Energy Transfer Partners CEO
Kelcy Warren
The prospects of a Trump presidency aren't good for opponents of the pipeline either.

In addition to the untold number of personal business conflicts of interest presented by the president-elect's global business interests (many of which the public doesn't even know about because of his refusal to release his tax returns), the CEO of Energy Transfer Partners Kelcy Warren personally donated $103,000 to organizations that supported Trump's campaign.

According to an article posted on Democracy Now, Warren has also given thousands of dollars in political contributions to House Speaker Paul Ryan, House Energy Chair Fred Upton and Senate Energy and Natural Resources Chair Lisa Murkowski.

Oh and ETP also has it's own PAC. Really.





So in addition to the over 71,000 miles of oil pipelines around that nation that ETP owns, thanks to the Supreme Court it also has a direct and anonymous unlimited pipeline of cash it can inject directly into a web of other conservative petroleum-friendly PACs that support Republicans who deny the existence of climate change and can't say no to Big Oil.

Trump also has investment ties with Phillips 66, and may have additional financial interests to some of the 17 banks that financed the DAPL.

It's an ethical mess of epic proportions that's going to roll right through four states.

With billions at stake for the pipeline, hundreds of thousands of dollars donated to Congressional Republicans in Washington who control the environmental laws and regulations that allowed it to be built with superficial environmental impact studies, the hundreds of indigenous peoples camped out near the Standing Rock reservation have a steep hill to climb.

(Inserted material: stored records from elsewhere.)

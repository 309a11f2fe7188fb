use serde::{Deserialize, Serialize};
use serde_json::Value;

use crate::error::{TransportError, ValidationError};
use crate::rules::RuleEngine;

#[derive(Debug, Clone, PartialEq, Eq, Serialize, Deserialize)]
pub struct AssistRequest {
    pub text: String,
    pub prompt: String,
}

impl AssistRequest {
    pub fn new(text: impl Into<String>, prompt: impl Into<String>) -> Self {
        Self {
            text: text.into(),
            prompt: prompt.into(),
        }
    }

    /// Both fields must be non-empty after trimming.
    pub fn validate(&self) -> Result<(), ValidationError> {
        if self.text.trim().is_empty() {
            return Err(ValidationError::MissingText);
        }
        if self.prompt.trim().is_empty() {
            return Err(ValidationError::MissingPrompt);
        }
        Ok(())
    }

    /// Reads a request out of an already-decoded JSON body. Fields that are
    /// missing or not strings fail validation the same way empty ones do.
    pub fn from_value(value: &Value) -> Result<Self, ValidationError> {
        let text = value
            .get("text")
            .and_then(Value::as_str)
            .ok_or(ValidationError::MissingText)?;
        let prompt = value
            .get("prompt")
            .and_then(Value::as_str)
            .ok_or(ValidationError::MissingPrompt)?;
        let request = Self::new(text, prompt);
        request.validate()?;
        Ok(request)
    }
}

#[derive(Debug, Clone, PartialEq, Eq, Serialize, Deserialize)]
#[serde(rename_all = "camelCase")]
pub struct AssistResponse {
    pub original_text: String,
    pub modified_text: String,
    pub prompt: String,
}

#[derive(Debug, Clone, PartialEq, Eq, Serialize, Deserialize)]
pub struct ErrorBody {
    pub error: String,
}

/// The rewrite collaborator behind an assist session.
pub trait TextTransform {
    fn transform(&self, request: &AssistRequest) -> Result<AssistResponse, TransportError>;
}

impl TextTransform for RuleEngine {
    fn transform(&self, request: &AssistRequest) -> Result<AssistResponse, TransportError> {
        request.validate()?;
        Ok(AssistResponse {
            original_text: request.text.clone(),
            modified_text: self.rewrite(&request.text, &request.prompt),
            prompt: request.prompt.clone(),
        })
    }
}

impl<T: TextTransform + ?Sized> TextTransform for &T {
    fn transform(&self, request: &AssistRequest) -> Result<AssistResponse, TransportError> {
        (**self).transform(request)
    }
}

/// Serves one JSON request body, returning the status and JSON response body.
pub fn handle_json(transform: &impl TextTransform, body: &str) -> (u16, String) {
    match respond(transform, body) {
        Ok(json) => (200, json),
        Err(err) => {
            let body = ErrorBody {
                error: err.message.clone(),
            };
            let json = serde_json::to_string(&body)
                .unwrap_or_else(|_| r#"{"error":"Failed to process request"}"#.to_string());
            (err.status, json)
        }
    }
}

fn respond(transform: &impl TextTransform, body: &str) -> Result<String, TransportError> {
    let value: Value = serde_json::from_str(body).map_err(|err| {
        tracing::error!(%err, "undecodable assist request");
        TransportError::internal()
    })?;
    if !value.is_object() {
        tracing::error!("assist request body is not an object");
        return Err(TransportError::internal());
    }

    let request = AssistRequest::from_value(&value)?;
    let response = transform.transform(&request)?;
    serde_json::to_string(&response).map_err(|err| {
        tracing::error!(%err, "failed to encode assist response");
        TransportError::internal()
    })
}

As Native American activist Iysukin American Horse eloquently wrote in The Guardian back in August, many of the hundreds of members of different tribes who've gathered near the Standing Rock reservation see this not as a political fight.

But as a spiritual battle to protect their source of water, their land and their way of life.


Increasingly many see this pipeline designed to transport over 400,000 barrels of Bakken crude oil per day as the manifestation of the apocalyptic Native American prophecy of The Black Snake - which their elders foretold would destroy their way of life if not defeated.

Considering the forces behind the pipeline and the growing power of the corporatocracy it represents, The Black Snake is a truly dangerous creature.

And as the brutal attacks by local and state police against hundreds of protesters demonstrated last night, that Snake is already trying to destroy the way of life of the Original Americans.  

Let's hope those horrific images of violent police overreach on behalf of this consortium of pipeline producers, oil companies, banks and politicians continues to turn the powerful tide of public opinion in favor of environmental and human rights, and the basic principle of Democracy on which this nation was founded.